*** Opening of Records supplied ***
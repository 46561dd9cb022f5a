//! Transport adapters: shuttle JSON-RPC frames to and from one server.
//!
//! `open` returns the inbound side as a channel; the channel closing is
//! the transport closing. Outbound frames go through `send`, which is
//! safe to call concurrently.

pub mod http;
pub mod sse;
pub mod stdio;

pub use http::HttpTransport;
pub use stdio::StdioTransport;

use crate::jsonrpc::Frame;
use async_trait::async_trait;
use rago_config::{ServerDescriptor, TransportConfig, TransportSpec};
use rago_core::EventBus;
use rago_core::error::TransportError;
use std::sync::Arc;
use tokio::sync::mpsc;

/// Inbound frame channel capacity.
pub(crate) const INBOUND_BUFFER: usize = 64;

#[async_trait]
pub trait Transport: Send + Sync {
    /// "stdio" or "http".
    fn kind(&self) -> &'static str;

    /// Connect (spawn the child / prepare the HTTP session) and hand back
    /// the stream of inbound frames.
    async fn open(&self) -> Result<mpsc::Receiver<Frame>, TransportError>;

    async fn send(&self, frame: Frame) -> Result<(), TransportError>;

    /// Tear down. Idempotent; the inbound channel ends afterwards.
    async fn close(&self);
}

/// Builds the transport for a descriptor. The manager calls this on every
/// (re)start so each attempt gets a fresh child or HTTP session.
pub trait TransportFactory: Send + Sync {
    fn create(&self, descriptor: &ServerDescriptor) -> Result<Arc<dyn Transport>, TransportError>;
}

/// The factory used outside tests: stdio or HTTP per the descriptor.
pub struct DefaultTransportFactory {
    config: TransportConfig,
    events: Option<Arc<EventBus>>,
}

impl DefaultTransportFactory {
    pub fn new(config: TransportConfig) -> Self {
        Self {
            config,
            events: None,
        }
    }

    pub fn with_events(mut self, events: Arc<EventBus>) -> Self {
        self.events = Some(events);
        self
    }
}

impl TransportFactory for DefaultTransportFactory {
    fn create(&self, descriptor: &ServerDescriptor) -> Result<Arc<dyn Transport>, TransportError> {
        match &descriptor.transport {
            TransportSpec::Stdio { .. } => {
                let mut transport = StdioTransport::new(descriptor.clone())?;
                if let Some(events) = &self.events {
                    transport = transport.with_events(Arc::clone(events));
                }
                Ok(Arc::new(transport))
            }
            TransportSpec::Http { .. } => Ok(Arc::new(HttpTransport::new(
                descriptor.clone(),
                &self.config,
            )?)),
        }
    }
}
*** Close of Records supplied ***
Directions — The required output is the whole listing, printed again exactly.

Written reply —
repository 46561dd9cb022f5a
//! Transport adapters: shuttle JSON-RPC frames to and from one server.
//!
//! `open` returns the inbound side as a channel; the channel closing is
//! the transport closing. Outbound frames go through `send`, which is
//! safe to call concurrently.

pub mod http;
pub mod sse;
pub mod stdio;

pub use http::HttpTransport;
pub use stdio::StdioTransport;

use crate::jsonrpc::Frame;
use async_trait::async_trait;
use rago_config::{ServerDescriptor, TransportConfig, TransportSpec};
use rago_core::EventBus;
use rago_core::error::TransportError;
use std::sync::Arc;
use tokio::sync::mpsc;

/// Inbound frame channel capacity.
pub(crate) const INBOUND_BUFFER: usize = 64;

#[async_trait]
pub trait Transport: Send + Sync {
    /// "stdio" or "http".
    fn kind(&self) -> &'static str;

    /// Connect (spawn the child / prepare the HTTP session) and hand back
    /// the stream of inbound frames.
    async fn open(&self) -> Result<mpsc::Receiver<Frame>, TransportError>;

    async fn send(&self, frame: Frame) -> Result<(), TransportError>;

    /// Tear down. Idempotent; the inbound channel ends afterwards.
    async fn close(&self);
}

/// Builds the transport for a descriptor. The manager calls this on every
/// (re)start so each attempt gets a fresh child or HTTP session.
pub trait TransportFactory: Send + Sync {
    fn create(&self, descriptor: &ServerDescriptor) -> Result<Arc<dyn Transport>, TransportError>;
}

/// The factory used outside tests: stdio or HTTP per the descriptor.
pub struct DefaultTransportFactory {
    config: TransportConfig,
    events: Option<Arc<EventBus>>,
}

impl DefaultTransportFactory {
    pub fn new(config: TransportConfig) -> Self {
        Self {
            config,
            events: None,
        }
    }

    pub fn with_events(mut self, events: Arc<EventBus>) -> Self {
        self.events = Some(events);
        self
    }
}

impl TransportFactory for DefaultTransportFactory {
    fn create(&self, descriptor: &ServerDescriptor) -> Result<Arc<dyn Transport>, TransportError> {
        match &descriptor.transport {
            TransportSpec::Stdio { .. } => {
                let mut transport = StdioTransport::new(descriptor.clone())?;
                if let Some(events) = &self.events {
                    transport = transport.with_events(Arc::clone(events));
                }
                Ok(Arc::new(transport))
            }
            TransportSpec::Http { .. } => Ok(Arc::new(HttpTransport::new(
                descriptor.clone(),
                &self.config,
            )?)),
        }
    }
}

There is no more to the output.